'''
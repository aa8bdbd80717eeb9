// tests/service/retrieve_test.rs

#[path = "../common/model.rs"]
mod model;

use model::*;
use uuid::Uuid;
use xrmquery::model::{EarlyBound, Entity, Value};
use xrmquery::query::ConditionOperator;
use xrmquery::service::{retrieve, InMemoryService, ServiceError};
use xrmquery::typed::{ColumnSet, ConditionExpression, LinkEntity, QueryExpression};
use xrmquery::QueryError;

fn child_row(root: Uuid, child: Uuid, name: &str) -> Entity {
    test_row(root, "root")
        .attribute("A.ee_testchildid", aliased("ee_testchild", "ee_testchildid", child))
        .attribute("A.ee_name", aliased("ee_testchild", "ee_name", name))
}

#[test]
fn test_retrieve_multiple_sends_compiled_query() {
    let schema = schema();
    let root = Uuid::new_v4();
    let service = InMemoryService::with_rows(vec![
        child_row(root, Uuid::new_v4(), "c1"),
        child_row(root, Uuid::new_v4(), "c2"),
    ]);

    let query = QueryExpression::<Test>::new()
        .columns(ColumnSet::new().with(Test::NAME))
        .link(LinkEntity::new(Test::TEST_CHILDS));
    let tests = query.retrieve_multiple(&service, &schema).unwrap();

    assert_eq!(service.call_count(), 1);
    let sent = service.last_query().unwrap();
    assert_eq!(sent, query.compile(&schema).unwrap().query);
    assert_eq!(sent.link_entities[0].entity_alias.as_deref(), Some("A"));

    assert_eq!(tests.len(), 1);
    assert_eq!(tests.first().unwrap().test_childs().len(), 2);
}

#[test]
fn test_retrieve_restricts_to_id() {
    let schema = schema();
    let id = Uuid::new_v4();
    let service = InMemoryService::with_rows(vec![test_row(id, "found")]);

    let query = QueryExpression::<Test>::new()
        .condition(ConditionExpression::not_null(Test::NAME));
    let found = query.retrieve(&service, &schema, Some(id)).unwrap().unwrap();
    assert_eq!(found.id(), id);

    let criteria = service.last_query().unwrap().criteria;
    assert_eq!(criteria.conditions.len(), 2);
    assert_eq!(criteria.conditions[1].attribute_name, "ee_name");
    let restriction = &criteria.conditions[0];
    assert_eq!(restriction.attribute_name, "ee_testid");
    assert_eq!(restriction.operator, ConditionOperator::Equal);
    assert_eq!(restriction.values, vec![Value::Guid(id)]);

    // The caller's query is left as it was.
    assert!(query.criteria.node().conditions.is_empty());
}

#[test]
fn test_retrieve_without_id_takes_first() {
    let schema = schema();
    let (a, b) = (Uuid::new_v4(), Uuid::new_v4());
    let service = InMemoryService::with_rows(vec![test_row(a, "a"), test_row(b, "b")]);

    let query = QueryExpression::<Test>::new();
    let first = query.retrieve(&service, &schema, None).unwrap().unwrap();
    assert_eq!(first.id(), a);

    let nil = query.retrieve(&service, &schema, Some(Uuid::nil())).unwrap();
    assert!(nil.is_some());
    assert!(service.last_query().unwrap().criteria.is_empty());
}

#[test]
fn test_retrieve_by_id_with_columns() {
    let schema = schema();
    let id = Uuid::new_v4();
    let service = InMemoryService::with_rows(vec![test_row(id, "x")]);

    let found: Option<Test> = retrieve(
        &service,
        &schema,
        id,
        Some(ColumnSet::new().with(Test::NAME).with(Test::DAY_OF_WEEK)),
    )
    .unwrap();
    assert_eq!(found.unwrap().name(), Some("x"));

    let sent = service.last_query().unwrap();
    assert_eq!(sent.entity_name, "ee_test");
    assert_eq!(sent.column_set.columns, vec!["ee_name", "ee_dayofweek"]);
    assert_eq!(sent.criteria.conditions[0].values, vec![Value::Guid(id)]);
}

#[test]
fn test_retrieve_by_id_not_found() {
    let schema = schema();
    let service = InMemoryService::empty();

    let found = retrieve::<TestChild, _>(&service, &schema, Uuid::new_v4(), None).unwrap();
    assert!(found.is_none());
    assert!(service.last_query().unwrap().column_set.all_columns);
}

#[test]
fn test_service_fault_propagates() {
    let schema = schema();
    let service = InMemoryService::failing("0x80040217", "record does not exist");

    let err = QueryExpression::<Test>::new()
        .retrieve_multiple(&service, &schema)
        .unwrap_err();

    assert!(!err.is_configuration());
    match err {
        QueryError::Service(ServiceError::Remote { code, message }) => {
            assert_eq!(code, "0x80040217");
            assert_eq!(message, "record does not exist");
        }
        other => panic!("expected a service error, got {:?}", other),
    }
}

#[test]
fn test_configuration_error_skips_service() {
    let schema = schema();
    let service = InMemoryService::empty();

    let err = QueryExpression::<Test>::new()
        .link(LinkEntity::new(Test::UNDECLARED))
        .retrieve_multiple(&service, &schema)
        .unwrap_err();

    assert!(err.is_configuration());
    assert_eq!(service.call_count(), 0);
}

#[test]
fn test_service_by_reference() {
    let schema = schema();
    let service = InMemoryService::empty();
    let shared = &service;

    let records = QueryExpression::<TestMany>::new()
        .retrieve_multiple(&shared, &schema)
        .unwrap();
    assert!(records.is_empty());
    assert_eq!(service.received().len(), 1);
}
'''
*Task statement:* Your answer should be the lines of the records that hold the string "ServiceError".

*Response area:*
use xrmquery::service::{retrieve, InMemoryService, ServiceError};
        QueryError::Service(ServiceError::Remote { code, message }) => {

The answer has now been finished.